This ‘Tweep’ followed it up by saying that ‘serious books’ (the kind she reads) unlike the ‘funny ones’ (she sees on the streets) go between Sh2500 and 4000.
I’d like to categorically state that only Jeff Koinange’s memoir and Raila’s biography cost that much at Prestige bookshop, Nairobi, in hardcover. That should not stop anyone from reading other ‘cheaper’ books on the shelves now, should it? Like say, Mandela, if biographies are your thing, right?

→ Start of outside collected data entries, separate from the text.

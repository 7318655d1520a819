use std::borrow::Cow;
use std::fmt;

use serde::{Deserialize, Serialize};

/// Numeric job status as reported by the crab server.
///
/// Negative values are monitor meta-states (late, missed, timed out,
/// cleared); non-negative values are outcomes reported by the job itself.
/// Every `i64` is a valid `StatusCode`: values outside the known set are
/// carried through untouched and classified as failures.
#[derive(Debug, Clone, Copy, PartialEq, Eq, Hash, PartialOrd, Ord, Serialize, Deserialize)]
#[serde(transparent)]
pub struct StatusCode(pub i64);

impl StatusCode {
    /// The job finished successfully.
    pub const SUCCESS: Self = Self(0);
    /// The job finished with a failure.
    pub const FAIL: Self = Self(1);
    /// The job finished but its outcome could not be determined.
    pub const UNKNOWN: Self = Self(2);
    /// The job's command could not be launched.
    pub const COULD_NOT_START: Self = Self(3);
    /// A start was skipped because the job was already running.
    pub const ALREADY_RUNNING: Self = Self(4);
    /// The job finished with a warning.
    pub const WARNING: Self = Self(5);
    /// The job finished without producing output it was expected to.
    pub const EMPTY: Self = Self(6);
    /// The run was inhibited by configuration.
    pub const INHIBITED: Self = Self(7);
    /// The job started later than its schedule allows.
    pub const LATE: Self = Self(-1);
    /// The job did not start at all within its schedule window.
    pub const MISSED: Self = Self(-2);
    /// The job ran past its timeout.
    pub const TIMEOUT: Self = Self(-3);
    /// An earlier failure was cleared by the operator.
    pub const CLEARED: Self = Self(-4);

    /// All codes with a dedicated name, in display order.
    pub const KNOWN: [Self; 12] = [
        Self::SUCCESS,
        Self::FAIL,
        Self::UNKNOWN,
        Self::COULD_NOT_START,
        Self::ALREADY_RUNNING,
        Self::WARNING,
        Self::EMPTY,
        Self::INHIBITED,
        Self::LATE,
        Self::MISSED,
        Self::TIMEOUT,
        Self::CLEARED,
    ];

    /// Display name; unrecognized codes render as `"Status N"`.
    pub fn name(self) -> Cow<'static, str> {
        let known = match self.0 {
            0 => "Succeeded",
            1 => "Failed",
            2 => "Unknown",
            3 => "Could not start",
            4 => "Already running",
            5 => "Warning",
            6 => "Empty",
            7 => "Inhibited",
            -1 => "Late",
            -2 => "Missed",
            -3 => "Timeout",
            -4 => "Cleared",
            n => return Cow::Owned(format!("Status {n}")),
        };
        Cow::Borrowed(known)
    }

    /// True if the code counts as a healthy outcome.
    pub fn is_ok(self) -> bool {
        matches!(
            self,
            Self::SUCCESS | Self::ALREADY_RUNNING | Self::INHIBITED | Self::LATE | Self::CLEARED
        )
    }

    /// True if the code is worth attention but not a failure.
    pub fn is_warning(self) -> bool {
        matches!(self, Self::UNKNOWN | Self::WARNING | Self::EMPTY | Self::MISSED)
    }

    /// Severity class; anything neither ok nor warning is a failure.
    pub fn severity(self) -> Severity {
        if self.is_ok() {
            Severity::Ok
        } else if self.is_warning() {
            Severity::Warning
        } else {
            Severity::Fail
        }
    }
}

impl fmt::Display for StatusCode {
    fn fmt(&self, f: &mut fmt::Formatter<'_>) -> fmt::Result {
        f.pad(&self.name())
    }
}

/// Visual/aggregation class of a job's status.
#[derive(Debug, Clone, Copy, PartialEq, Eq, Hash, Serialize, Deserialize)]
#[serde(rename_all = "snake_case")]
pub enum Severity {
    /// Healthy.
    Ok,
    /// Needs attention.
    Warning,
    /// Failed.
    Fail,
    /// No status has been reported yet.
    Unknown,
}

impl Severity {
    /// Severity of an optional status; an unset status is [`Severity::Unknown`].
    pub fn of(status: Option<StatusCode>) -> Self {
        status.map_or(Severity::Unknown, StatusCode::severity)
    }

    /// Short lowercase label (`ok`, `warning`, `fail`, `unknown`).
    pub fn as_str(self) -> &'static str {
        match self {
            Severity::Ok => "ok",
            Severity::Warning => "warning",
            Severity::Fail => "fail",
            Severity::Unknown => "unknown",
        }
    }
}

impl fmt::Display for Severity {
    fn fmt(&self, f: &mut fmt::Formatter<'_>) -> fmt::Result {
        f.pad(self.as_str())
    }
}

#[cfg(test)]
mod tests {
    use super::*;

    #[test]
    fn known_names() {
        assert_eq!(StatusCode::FAIL.name(), "Failed");
        assert_eq!(StatusCode::LATE.name(), "Late");
        assert_eq!(StatusCode::COULD_NOT_START.name(), "Could not start");
    }

    #[test]
    fn unknown_codes_fall_back_to_generic_failure() {
        for n in [42, 8, -5, i64::MAX, i64::MIN] {
            let code = StatusCode(n);
            assert_eq!(code.name(), format!("Status {n}"));
            assert!(!code.is_ok());
            assert!(!code.is_warning());
            assert_eq!(code.severity(), Severity::Fail);
        }
    }

    #[test]
    fn classification() {
        assert_eq!(StatusCode::SUCCESS.severity(), Severity::Ok);
        assert_eq!(StatusCode::LATE.severity(), Severity::Ok);
        assert_eq!(StatusCode::WARNING.severity(), Severity::Warning);
        assert_eq!(StatusCode::MISSED.severity(), Severity::Warning);
        assert_eq!(StatusCode::FAIL.severity(), Severity::Fail);
        assert_eq!(StatusCode::TIMEOUT.severity(), Severity::Fail);
    }

    #[test]
    fn unset_status_is_unknown_severity() {
        assert_eq!(Severity::of(None), Severity::Unknown);
        assert_eq!(Severity::of(Some(StatusCode::FAIL)), Severity::Fail);
    }

    #[test]
    fn known_table_has_no_generic_names() {
        for code in StatusCode::KNOWN {
            assert!(!code.name().starts_with("Status "), "{code:?}");
        }
    }
}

Still….I still had this uncanny feeling over what ‘serious’ or ‘funny’ books were. Fiction? Is fiction serious? Is nonfiction serious? Funny what is ‘funny’? A euphemism for cliché or what? Now, Great Expectations by Charles Dickens goes for Sh390 at Prestige. Is that NOT serious enough? Is it funny? Because it’s Sh390? The ‘Tweep’ clarified; according to her, ‘serious’ books are self-help and motivational books; ‘funny’ books are romance novels. Wow! Nicholas Sparks, one of the best romance writers of our time, has all his books retailing at above Sh1000 in the same bookshop. Is that not ‘serious’ enough, because its romance? I still access the same books, from my second hand street vendor at Sh100 or two.
On the issue off ‘serious’ books, let me just say that the gatekeepers of this culture like The New York Times book review will back me up on this one. Sparks will trounce Napoleon Hill any day. But anyway that’s not the point of this discussion.
What I gathered is that Kenyans are just as obsessed with fix-me-quickly-books as they are with extortionist pastors. That microwave solutions to real life problems are the order of the day. We come to books with our heavy baggage awaiting unloading.
Can you relate this with the quail saga years ago? Any observable patterns? Finally! I thought you would! Reality check people! It can’t happen!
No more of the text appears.